De vuelta al coche asistimos a una aparatosa detención en directo. Un grupo de policías en bicicleta pedalean furiosamente por la acera. En sus camisetas amarillas y en su casco se lee claramente la palabra sheriff. Se bajan casi en marcha para coger a un tipo fornido que no se resiste a que le pongan las esposas a la espalda. Ignoro si al detenido se lo llevarán pedaleando.

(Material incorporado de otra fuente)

use log_pipeline::catalog;
use log_pipeline::log_args;
use log_pipeline::{LogBatch, Pipeline, PipelineConfig, Sink, SinkError};
use std::collections::HashSet;
use std::sync::atomic::{AtomicUsize, Ordering};
use std::sync::{Arc, Mutex};
use std::thread;

const PRODUCERS: usize = 8;
const TOTAL: usize = 1_000_000;

/// Counts records without rendering them.
#[derive(Clone, Default)]
struct Counting {
    records: Arc<AtomicUsize>,
}

impl Sink for Counting {
    fn name(&self) -> &str {
        "counting"
    }

    fn log(&self, batch: &LogBatch<'_>) -> Result<(), SinkError> {
        self.records.fetch_add(batch.len(), Ordering::Relaxed);
        Ok(())
    }
}

fn hammer(execution: &str, collect: &str) -> usize {
    let pipeline = Arc::new(Pipeline::new(PipelineConfig::default()).unwrap());
    let sink = Counting::default();
    pipeline.add_sink(sink.clone()).unwrap();
    pipeline.set_execution_middleware("counting", execution).unwrap();
    pipeline.set_collect_middleware("counting", collect).unwrap();

    let producers: Vec<_> = (0..PRODUCERS)
        .map(|p| {
            let pipeline = Arc::clone(&pipeline);
            thread::spawn(move || {
                let log = pipeline.logger("load");
                for i in 0..TOTAL / PRODUCERS {
                    log.info("producer {P} record {I}", log_args![p, i]);
                }
            })
        })
        .collect();
    for producer in producers {
        producer.join().unwrap();
    }
    pipeline.flush();
    sink.records.load(Ordering::SeqCst)
}

#[test]
fn thread_pool_delivers_every_record_exactly_once() {
    assert_eq!(hammer(catalog::THREAD_POOL, catalog::PASS_THROUGH), TOTAL);
}

#[test]
fn dedicated_thread_delivers_every_record_exactly_once() {
    assert_eq!(hammer(catalog::DEDICATED_THREAD, catalog::PASS_THROUGH), TOTAL);
}

#[test]
fn concurrent_collector_under_load() {
    assert_eq!(hammer(catalog::THREAD_POOL, catalog::CONCURRENT), TOTAL);
}

/// Remembers which records it saw, to catch duplicates.
#[derive(Clone, Default)]
struct Distinct {
    seen: Arc<Mutex<HashSet<(u64, u64)>>>,
    duplicates: Arc<AtomicUsize>,
}

impl Sink for Distinct {
    fn name(&self) -> &str {
        "distinct"
    }

    fn log(&self, batch: &LogBatch<'_>) -> Result<(), SinkError> {
        let mut seen = self.seen.lock().unwrap();
        for record in batch.records() {
            let key = (
                record.arg("P").and_then(|v| v.to_string().parse().ok()).unwrap_or(u64::MAX),
                record.arg("I").and_then(|v| v.to_string().parse().ok()).unwrap_or(u64::MAX),
            );
            if !seen.insert(key) {
                self.duplicates.fetch_add(1, Ordering::Relaxed);
            }
        }
        Ok(())
    }
}

#[test]
fn reconfiguring_under_concurrent_load_loses_nothing() {
    const PER_PRODUCER: usize = 20_000;
    let pipeline = Arc::new(Pipeline::new(PipelineConfig::default()).unwrap());
    let sink = Distinct::default();
    pipeline.add_sink(sink.clone()).unwrap();

    let producers: Vec<_> = (0..4)
        .map(|p| {
            let pipeline = Arc::clone(&pipeline);
            thread::spawn(move || {
                let log = pipeline.logger("switching");
                for i in 0..PER_PRODUCER {
                    log.info("{P}/{I}", log_args![p, i]);
                }
            })
        })
        .collect();

    let stages = [
        (catalog::THREAD_POOL, catalog::CONCURRENT),
        (catalog::DEDICATED_THREAD, catalog::TIMER),
        (catalog::SYNC, catalog::PASS_THROUGH),
        (catalog::THREAD_POOL, catalog::PASS_THROUGH),
    ];
    for (execution, collect) in stages.iter().cycle().take(12) {
        pipeline.set_execution_middleware("distinct", execution).unwrap();
        pipeline.set_collect_middleware("distinct", collect).unwrap();
        thread::sleep(std::time::Duration::from_millis(2));
    }
    for producer in producers {
        producer.join().unwrap();
    }
    pipeline.flush();

    assert_eq!(sink.duplicates.load(Ordering::SeqCst), 0);
    assert_eq!(sink.seen.lock().unwrap().len(), 4 * PER_PRODUCER);
}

Seattle y sus alrededores es más mar que tierra, una sucesión de islas unidas por puentes que salvan brazos de mar que forman una retícula. Intentamos, en vano, tener una buena visión de la ciudad desde alguna isla de enfrente, pero la de la Merced, una pequeña a la que llegamos cruzando un puente con el coche, no tiene una sola playa privada que nos ofrezca esa perspectiva porque toda la costa de esa pequeña emergencia de tierra tiene su dueño particular que goza de vivienda residencial y embarcadero a pie de casa (aquí no hay ley de costas), así es que regresamos a nuestro Days Inn de Tukwila frustrados, encendemos el televisor y nos hartamos ya tanto del caso Castro, ese demente de origen mexicano que retuvo y violó a tres chicas durante diez años y que se ha hecho tristemente célebre (también podrían explicar por qué la policía no hizo absolutamente nada durante esos diez años a pesar de que las tres desapariciones tuvieron lugar muy cerca unas de otras) y nos pasamos a otra cadena que habla de otra demente, la hispana Jodi Arias, que seguramente será crucificada y enviada al otro mundo con la inyección letal en Arizona por haber asesinado a su novio. El aspecto de la chica, de voz tan dulce como sus rasgos faciales, espiritual, hace difícil relacionarla con crimen tan horrendo (el novio recibió un disparo, fue degollado y apuñalado en el cuerpo 27 veces), pero en este país el que la hace la paga, algunos la pagan sin hacerlo, y hay otros que pueden hacerlo impunemente (ya nadie se acuerda del sargento sargento Robert Bales que exterminó a toda una familia afgana por una cuestión de galones).
Mañana partimos en barco hacia Alaska y mi aspecto, con una barba crecida y una melena considerable que quizá precise pronto de coleta, con la piel quemada por el sol, se va pareciendo peligrosamente al de uno de esos tramperos o buscadores de oro que llegaron a este país para hacer fortuna. A Alaska se la conoce por el nombre de la última frontera. Y voy cincuenta y cinco años después de leer a Jack London.